Hi, I just bought a 2005 Jinma 284 tractor. None of the gauges work except for amp meter. I have the integrated instrument panel. Any body have any ideas?


----------



## pogobill (Jan 31, 2012)

I have poked around the internet a little and one comment was that the original equipment fuses were junk, looked good but were not. One lad replaced all his fuses and hasn't had a lick of trouble since.


----------



## sixbales (May 18, 2011)

Howdy Chris, welcome to the tractor forum.
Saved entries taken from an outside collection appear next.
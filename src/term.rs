// Terminal module - RGB pixel frame and half-block rendering for the TUI
//
// The watchface draws into a PixelFrame through the Surface trait; the frame
// is then shown in the terminal as rows of half-block characters, packing two
// pixel rows into each character cell (foreground = upper, background =
// lower).

use ratatui::style::{Color, Style};
use ratatui::text::{Line, Span};

use crate::render::{Bounds, Surface};
use crate::types::Rgb;

pub struct PixelFrame {
    width: usize,
    height: usize,
    pixels: Vec<Rgb>,
}

impl PixelFrame {
    pub fn new(width: usize, height: usize) -> Self {
        PixelFrame {
            width,
            height,
            pixels: vec![Rgb::BLACK; width * height],
        }
    }

    pub fn bounds(&self) -> Bounds {
        Bounds {
            width: self.width as f32,
            height: self.height as f32,
        }
    }

    pub fn get(&self, x: usize, y: usize) -> Rgb {
        self.pixels[y * self.width + x]
    }

    /// Convert to terminal rows, two pixel rows per character row using the
    /// upper-half-block glyph.
    pub fn to_lines(&self) -> Vec<Line<'static>> {
        let mut lines = Vec::with_capacity(self.height / 2);
        for row in 0..self.height / 2 {
            let mut spans = Vec::with_capacity(self.width);
            for x in 0..self.width {
                let upper = self.get(x, row * 2);
                let lower = self.get(x, row * 2 + 1);
                spans.push(Span::styled(
                    "\u{2580}",
                    Style::default()
                        .fg(Color::Rgb(upper.r, upper.g, upper.b))
                        .bg(Color::Rgb(lower.r, lower.g, lower.b)),
                ));
            }
            lines.push(Line::from(spans));
        }
        lines
    }
}

impl Surface for PixelFrame {
    fn clear(&mut self, color: Rgb) {
        self.pixels.fill(color);
    }

    fn fill_circle(&mut self, cx: f32, cy: f32, radius: f32, color: Rgb) {
        if !radius.is_finite() || radius <= 0.0 {
            return;
        }

        let x_min = ((cx - radius).floor().max(0.0)) as usize;
        let y_min = ((cy - radius).floor().max(0.0)) as usize;
        let x_max = ((cx + radius).ceil().min(self.width as f32 - 1.0)) as usize;
        let y_max = ((cy + radius).ceil().min(self.height as f32 - 1.0)) as usize;
        let r2 = radius * radius;

        for py in y_min..=y_max {
            for px in x_min..=x_max {
                // Sample at the pixel center.
                let dx = px as f32 + 0.5 - cx;
                let dy = py as f32 + 0.5 - cy;
                if dx * dx + dy * dy <= r2 {
                    self.pixels[py * self.width + px] = color;
                }
            }
        }
    }
}
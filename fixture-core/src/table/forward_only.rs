use std::sync::Mutex;

use super::{Table, TableRef};
use crate::error::{Error, Result};
use crate::schema::TableMetadata;
use crate::value::Value;

/// Forward-only view over another table
///
/// Enforces the streaming contract on any table: the row count is hidden
/// and rows may only be read in non-decreasing order.
pub struct ForwardOnlyTable {
    inner: TableRef,
    last_row: Mutex<Option<usize>>,
}

impl ForwardOnlyTable {
    /// Wrap `inner`
    pub fn new(inner: TableRef) -> Self {
        Self {
            inner,
            last_row: Mutex::new(None),
        }
    }
}

impl Table for ForwardOnlyTable {
    fn metadata(&self) -> &TableMetadata {
        self.inner.metadata()
    }

    fn row_count(&self) -> Result<usize> {
        Err(Error::unsupported(format!(
            "row count of forward-only table {} is not available",
            self.inner.name()
        )))
    }

    fn value(&self, row: usize, column: &str) -> Result<Value> {
        let mut last_row = self
            .last_row
            .lock()
            .unwrap_or_else(std::sync::PoisonError::into_inner);
        if let Some(last) = *last_row {
            if row < last {
                return Err(Error::unsupported(format!(
                    "cannot go backward in table {}: row {row} requested after row {last}",
                    self.inner.name()
                )));
            }
        }
        let value = self.inner.value(row, column)?;
        *last_row = Some(row);
        Ok(value)
    }
}
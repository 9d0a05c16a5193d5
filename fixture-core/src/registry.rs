//! Ordered, case-folding map from table name to value
//!
//! Every dataset keeps its tables in an [`OrderedTableNameMap`]. Insertion
//! order is preserved because comparison and export walk tables in the order
//! they were registered; lookups fold the name first when the map is case
//! insensitive.

use std::borrow::Cow;
use std::cmp::Ordering;
use std::fmt;
use std::hash::{Hash, Hasher};

use indexmap::IndexMap;
use tracing::trace;

use crate::error::{Error, Result};

/// Fold a table (or column) name into its lookup key
///
/// Case-insensitive keys are uppercased with Unicode rules, which do not
/// depend on the process locale.
pub fn fold_name(name: &str, case_sensitive: bool) -> Cow<'_, str> {
    if case_sensitive {
        Cow::Borrowed(name)
    } else {
        Cow::Owned(name.to_uppercase())
    }
}

/// Compare two names under a case policy
pub fn names_equal(a: &str, b: &str, case_sensitive: bool) -> bool {
    fold_name(a, case_sensitive) == fold_name(b, case_sensitive)
}

/// Match `name` against a pattern where `*` matches any run of characters
/// and `?` matches exactly one
pub fn wildcard_match(pattern: &str, name: &str, case_sensitive: bool) -> bool {
    let pattern: Vec<char> = fold_name(pattern, case_sensitive).chars().collect();
    let name: Vec<char> = fold_name(name, case_sensitive).chars().collect();

    let (mut p, mut n) = (0, 0);
    // position of the last `*` and the name index it was tried at
    let mut backtrack: Option<(usize, usize)> = None;
    while n < name.len() {
        match pattern.get(p) {
            Some('*') => {
                backtrack = Some((p, n));
                p += 1;
            }
            Some(&c) if c == '?' || c == name[n] => {
                p += 1;
                n += 1;
            }
            _ => match backtrack {
                Some((star, tried)) => {
                    p = star + 1;
                    n = tried + 1;
                    backtrack = Some((star, tried + 1));
                }
                None => return false,
            },
        }
    }
    pattern[p..].iter().all(|&c| c == '*')
}

/// A table name paired with its folded lookup key
///
/// Equality, hashing and ordering use the folded key; display uses the
/// original spelling.
#[derive(Debug, Clone)]
pub struct TableKey {
    name: String,
    key: String,
}

impl TableKey {
    /// Create a key for `name` under a case policy
    pub fn new(name: &str, case_sensitive: bool) -> Self {
        Self {
            name: name.to_string(),
            key: fold_name(name, case_sensitive).into_owned(),
        }
    }

    /// Original spelling
    pub fn name(&self) -> &str {
        &self.name
    }

    /// Folded lookup key
    pub fn key(&self) -> &str {
        &self.key
    }
}

impl PartialEq for TableKey {
    fn eq(&self, other: &Self) -> bool {
        self.key == other.key
    }
}

impl Eq for TableKey {}

impl Hash for TableKey {
    fn hash<H: Hasher>(&self, state: &mut H) {
        self.key.hash(state);
    }
}

impl PartialOrd for TableKey {
    fn partial_cmp(&self, other: &Self) -> Option<Ordering> {
        Some(self.cmp(other))
    }
}

impl Ord for TableKey {
    fn cmp(&self, other: &Self) -> Ordering {
        self.key.cmp(&other.key)
    }
}

impl fmt::Display for TableKey {
    fn fmt(&self, f: &mut fmt::Formatter<'_>) -> fmt::Result {
        f.write_str(&self.name)
    }
}

#[derive(Debug, Clone)]
struct Entry<V> {
    /// Name as it was registered
    name: String,
    value: V,
}

/// Insertion-ordered table registry with a case-sensitivity policy
#[derive(Debug, Clone)]
pub struct OrderedTableNameMap<V> {
    entries: IndexMap<String, Entry<V>>,
    case_sensitive: bool,
    last_override: Option<String>,
}

impl<V> OrderedTableNameMap<V> {
    /// Create an empty map
    pub fn new(case_sensitive: bool) -> Self {
        Self {
            entries: IndexMap::new(),
            case_sensitive,
            last_override: None,
        }
    }

    /// Whether names are compared verbatim
    pub fn case_sensitive(&self) -> bool {
        self.case_sensitive
    }

    /// Lookup key for `name` under this map's policy
    pub fn fold<'a>(&self, name: &'a str) -> Cow<'a, str> {
        fold_name(name, self.case_sensitive)
    }

    /// Register `value` under `name`
    ///
    /// Fails with [`Error::DuplicateName`] when the folded name is already
    /// present; the map is left untouched in that case.
    pub fn add(&mut self, name: impl Into<String>, value: V) -> Result<()> {
        let name = name.into();
        let key = self.fold(&name).into_owned();
        if self.entries.contains_key(&key) {
            trace!(table = %name, "rejecting duplicate table name");
            return Err(Error::DuplicateName(name));
        }
        self.entries.insert(key, Entry { name, value });
        self.last_override = None;
        Ok(())
    }

    /// Value registered under `name`, if any
    pub fn get(&self, name: &str) -> Option<&V> {
        self.entries.get(self.fold(name).as_ref()).map(|e| &e.value)
    }

    /// Mutable value registered under `name`, if any
    pub fn get_mut(&mut self, name: &str) -> Option<&mut V> {
        let key = fold_name(name, self.case_sensitive);
        self.entries.get_mut(key.as_ref()).map(|e| &mut e.value)
    }

    /// Existence check under the folding policy
    pub fn contains(&self, name: &str) -> bool {
        self.entries.contains_key(self.fold(name).as_ref())
    }

    /// Name under which `name` was registered (original spelling)
    pub fn registered_name(&self, name: &str) -> Option<&str> {
        self.entries
            .get(self.fold(name).as_ref())
            .map(|e| e.name.as_str())
    }

    /// Names in insertion order, as they were registered
    pub fn ordered_names(&self) -> Vec<String> {
        self.entries.values().map(|e| e.name.clone()).collect()
    }

    /// Values in insertion order
    pub fn ordered_values(&self) -> Vec<&V> {
        self.entries.values().map(|e| &e.value).collect()
    }

    /// `(name, value)` pairs in insertion order
    pub fn iter(&self) -> impl DoubleEndedIterator<Item = (&str, &V)> + '_ {
        self.entries.values().map(|e| (e.name.as_str(), &e.value))
    }

    /// Replace the value of an already registered name
    pub fn update(&mut self, name: &str, value: V) -> Result<()> {
        match self.get_mut(name) {
            Some(slot) => {
                *slot = value;
                Ok(())
            }
            None => Err(Error::NoSuchTable(name.to_string())),
        }
    }

    /// Name treated as the most recently completed table
    ///
    /// This is the explicit override when one is set, otherwise the last
    /// registered name.
    pub fn last_name(&self) -> Option<&str> {
        if let Some(name) = &self.last_override {
            return Some(name.as_str());
        }
        self.entries.values().last().map(|e| e.name.as_str())
    }

    /// Override which registered name counts as the last one
    pub fn set_last_name(&mut self, name: &str) -> Result<()> {
        let registered = self
            .registered_name(name)
            .ok_or_else(|| Error::NoSuchTable(name.to_string()))?
            .to_string();
        self.last_override = Some(registered);
        Ok(())
    }

    /// Whether `name` is the table [`last_name`](Self::last_name) reports
    pub fn is_last(&self, name: &str) -> bool {
        self.last_name()
            .is_some_and(|last| names_equal(last, name, self.case_sensitive))
    }

    /// Number of registered names
    pub fn len(&self) -> usize {
        self.entries.len()
    }

    /// Whether the map is empty
    pub fn is_empty(&self) -> bool {
        self.entries.is_empty()
    }

    /// Consume the map, yielding values in insertion order
    pub fn into_values(self) -> Vec<V> {
        self.entries.into_values().map(|e| e.value).collect()
    }
}

impl<V> Default for OrderedTableNameMap<V> {
    fn default() -> Self {
        Self::new(false)
    }
}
I agree with Bill, it is definitely a power problem. Trouble is, I don't know how your tractor's power is applied to the gauges. For example, my old Ford tractor has a "voltage stabilizer" to provide stabilized power to the gauges so they don't fluctuate as the tractor's voltage varies up & down. Ancient technology, used in the auto industry for many years. This "stabilizer" is simply a bi-metallic strip with a heater coil wrapped around it that makes & breaks the electrical circuit about 50% of the time, resulting in an a time-weighted average output voltage of about 4-6 volts DC. This power goes to all of the gauges.

Your power supply to the gauges has apparently failed....first thing to look for is a fuse on or near the instrument panel. My tractor's wiring schematic shows a fuse to the instrument panel.

Next thing to check is the ground connection of your instrument panel. Do the idiot lights work? Without a good ground, the lights will not work, because the circuits are not completed. Your voltage stabilizer must have a good ground to function. Your gauges all find a ground through their respective sending units (i.e., fuel, temperature, oil pressure sending units).

Next, if you have a multimeter, check for voltage (measured to ground) at each gauge. They will have a common power source. Then trace the power circuit back till you find voltage. Then narrow it down to a specific device where power is lost.


----------



## Chris129 (Apr 13, 2018)

pogobill said:


> I have poked around the internet a little and one comment was that the original equipment fuses were junk, looked good but were not. One lad replaced all his fuses and hasn't had a lick of trouble since.


Hi, That sounds like a good idea, I will try it. Thanks for the info


----------



## Chris129 (Apr 13, 2018)

Tried replacing all the fuses and still have the same issue


----------